In fact, SLC's gay quotient may have been underestimated: As Rosemary Winters pointed out in The Trib, the existence of Councilman Stan Penfold (in America, politicians are never just gay, but "openly gay" -- in other words, he isn't only merely gay, but really quite sincerely gay), as well as a city ordinance prohibiting discrimination based on gender identity or sexual orientation, should have earned us extra points.
Also, I'd like to note that we've had an Imperial Court chapter for more than three decades. Apparently, the Royal Court of the Golden Spike Empire needs to pay a bit more attention to its PR, or it would also have been included in the tally.
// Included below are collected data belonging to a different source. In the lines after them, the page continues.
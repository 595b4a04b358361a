//! Transcript entries.

use crate::client::RetrievedContext;
use crate::format::{self, FormatOptions};
use chrono::{DateTime, Utc};
use serde::{Deserialize, Serialize};
use std::fmt;
use uuid::Uuid;

/// Who a transcript entry belongs to.
#[derive(Debug, Clone, Copy, PartialEq, Eq, Hash, Serialize, Deserialize)]
#[serde(rename_all = "lowercase")]
pub enum Role {
    User,
    Assistant,
    Error,
    System,
}

impl fmt::Display for Role {
    fn fmt(&self, f: &mut fmt::Formatter<'_>) -> fmt::Result {
        let s = match self {
            Role::User => "user",
            Role::Assistant => "assistant",
            Role::Error => "error",
            Role::System => "system",
        };
        f.write_str(s)
    }
}

/// Extra data carried by assistant replies.
#[derive(Debug, Clone, Default, PartialEq, Serialize, Deserialize)]
pub struct MessageMetadata {
    #[serde(default, skip_serializing_if = "Vec::is_empty")]
    pub retrieved_context: Vec<RetrievedContext>,
    #[serde(skip_serializing_if = "Option::is_none")]
    pub processing_time_ms: Option<f64>,
    #[serde(skip_serializing_if = "Option::is_none")]
    pub tokens: Option<u32>,
}

/// One transcript entry. Immutable once appended.
#[derive(Debug, Clone, PartialEq, Serialize, Deserialize)]
pub struct Message {
    pub id: Uuid,
    pub text: String,
    pub role: Role,
    pub created_at: DateTime<Utc>,
    #[serde(skip_serializing_if = "Option::is_none")]
    pub metadata: Option<MessageMetadata>,
}

impl Message {
    pub fn new(role: Role, text: impl Into<String>, metadata: Option<MessageMetadata>) -> Self {
        Self {
            id: Uuid::new_v4(),
            text: text.into(),
            role,
            created_at: Utc::now(),
            metadata,
        }
    }

    pub fn tokens(&self) -> u32 {
        self.metadata.as_ref().and_then(|m| m.tokens).unwrap_or(0)
    }

    /// Markup for display. Links are only rendered in assistant replies.
    pub fn to_html(&self) -> String {
        let options = match self.role {
            Role::Assistant => FormatOptions::assistant(),
            _ => FormatOptions::user(),
        };
        format::format(&self.text, &options)
    }
}
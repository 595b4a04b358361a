//! Configuration module for Parley
//!
//! Provides layered configuration loading from files, environment variables, and defaults.
//!
//! # Configuration Precedence
//!
//! 1. CLI arguments (highest priority)
//! 2. Environment variables (`PARLEY_*`)
//! 3. Configuration file (TOML)
//! 4. Default values (lowest priority)
//!
//! # Example
//!
//! ```rust
//! use parley::config::ParleyConfig;
//!
//! let config = ParleyConfig::default();
//! assert_eq!(config.api.base_url, "http://localhost:8000");
//!
//! let toml = r#"
//! [api]
//! timeout_seconds = 10
//! "#;
//! let config: ParleyConfig = toml::from_str(toml).unwrap();
//! assert_eq!(config.api.timeout_seconds, 10);
//! assert_eq!(config.api.chat_path, "/chat/");
//! ```

pub mod api;
pub mod auth;
pub mod chat;
pub mod error;
pub mod logging;
pub mod storage;

pub use api::ApiConfig;
pub use auth::AuthConfig;
pub use chat::ChatConfig;
pub use error::ConfigError;
pub use logging::{LogFormat, LoggingConfig};
pub use storage::StorageConfig;

use serde::{Deserialize, Serialize};
use std::path::Path;

/// User id sent when none is configured.
pub const DEFAULT_USER_ID: &str = "web_user";

/// Default config file name, looked up in the working directory.
pub const DEFAULT_CONFIG_FILE: &str = "parley.toml";

/// Unified configuration for the client and CLI.
#[derive(Debug, Clone, Serialize, Deserialize, Default)]
#[serde(default)]
pub struct ParleyConfig {
    /// Remote service settings
    pub api: ApiConfig,
    /// Chat session settings
    pub chat: ChatConfig,
    /// Admin credentials
    pub auth: AuthConfig,
    /// Local state persistence
    pub storage: StorageConfig,
    /// Logging configuration
    pub logging: LoggingConfig,
}

impl ParleyConfig {
    /// Load configuration from a TOML file
    ///
    /// If path is None, returns default configuration.
    /// If path doesn't exist, returns NotFound error.
    pub fn load(path: Option<&Path>) -> Result<Self, ConfigError> {
        match path {
            Some(p) => {
                if !p.exists() {
                    return Err(ConfigError::NotFound(p.to_path_buf()));
                }
                let content = std::fs::read_to_string(p).map_err(|source| ConfigError::Read {
                    path: p.to_path_buf(),
                    source,
                })?;
                Self::from_toml(&content)
            }
            None => Ok(Self::default()),
        }
    }

    pub fn from_toml(content: &str) -> Result<Self, ConfigError> {
        toml::from_str(content).map_err(|e| ConfigError::Parse(e.to_string()))
    }

    /// Apply environment variable overrides
    ///
    /// Supports PARLEY_* environment variables for common settings.
    /// Invalid values are ignored and the previous value is kept.
    pub fn with_env_overrides(mut self) -> Self {
        if let Ok(url) = std::env::var("PARLEY_API_BASE_URL") {
            if !url.trim().is_empty() {
                self.api.base_url = url.trim().trim_end_matches('/').to_string();
            }
        }
        if let Ok(timeout) = std::env::var("PARLEY_TIMEOUT_SECONDS") {
            if let Ok(t) = timeout.trim().parse() {
                self.api.timeout_seconds = t;
            }
        }
        if let Ok(user_id) = std::env::var("PARLEY_USER_ID") {
            if !user_id.trim().is_empty() {
                self.chat.user_id = user_id;
            }
        }
        if let Ok(locale) = std::env::var("PARLEY_LOCALE") {
            if let Ok(l) = locale.parse() {
                self.chat.locale = l;
            }
        }

        if let Ok(level) = std::env::var("PARLEY_LOG_LEVEL") {
            self.logging.level = level;
        }
        if let Ok(format) = std::env::var("PARLEY_LOG_FORMAT") {
            if let Ok(f) = format.parse() {
                self.logging.format = f;
            }
        }

        self
    }

    /// Validate configuration
    pub fn validate(&self) -> Result<(), ConfigError> {
        let base_url = self.api.base_url.trim();
        if !(base_url.starts_with("http://") || base_url.starts_with("https://")) {
            return Err(ConfigError::invalid(
                "api.base_url",
                format!("'{}' must start with http:// or https://", base_url),
            ));
        }
        if self.api.timeout_seconds == 0 {
            return Err(ConfigError::invalid(
                "api.timeout_seconds",
                "timeout must be non-zero",
            ));
        }
        if !self.api.chat_path.starts_with('/') {
            return Err(ConfigError::invalid(
                "api.chat_path",
                "path must start with '/'",
            ));
        }
        if self.api.max_message_length == 0 {
            return Err(ConfigError::invalid(
                "api.max_message_length",
                "limit must be non-zero",
            ));
        }
        if self.chat.warning_threshold > self.api.max_message_length {
            return Err(ConfigError::invalid(
                "chat.warning_threshold",
                format!(
                    "threshold {} exceeds max_message_length {}",
                    self.chat.warning_threshold, self.api.max_message_length
                ),
            ));
        }
        if self.auth.token_env.trim().is_empty() {
            return Err(ConfigError::invalid(
                "auth.token_env",
                "variable name cannot be empty",
            ));
        }

        Ok(())
    }
}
Nevertheless, I've always known that Salt Lake City is a very gay city. For me, though, it has nothing to do with nude yoga. (Nude yoga?!? While I studied yoga for a while back in the '80s, the class I took was neither exclusively gay nor nude. For me, the pinnacle of the experience was when I learned to stand on my head -- which I did with the reassuring support of athletic gear.)
Sure, we all know what a perk it is to have all those beefy International Mr. Leather contestants hanging around in their chaps and harnesses. And those music concerts must also contribute to our quality of life (although I must admit I'm a bit out-of-the-loop. I wouldn't know a Veronica if one landed on my head.)
Still, for me, it's not the dance clubs or wine bars that make this a gay town. It's the people.
I've been to other cities -- cities that likely would deserve higher ranking on a more traditional list of gayest U.S. cities in the Advocate -- and I've discovered that the gays certainly know how to have fun in Seattle, San Francisco and Chicago. Compared to the party animals in those cities, we here seem to be just a tad bit ... well, inhibited.
But I have never met people who were more interconnected and caring than those in Salt Lake City's gay community. We're a family here. Like all families, we're dysfunctional and we squabble, but it was this community that took me in when I was a teenage homeless throwaway queerboy, and if it hadn't been for the fine folks in this community, I shudder to think what might have become of me.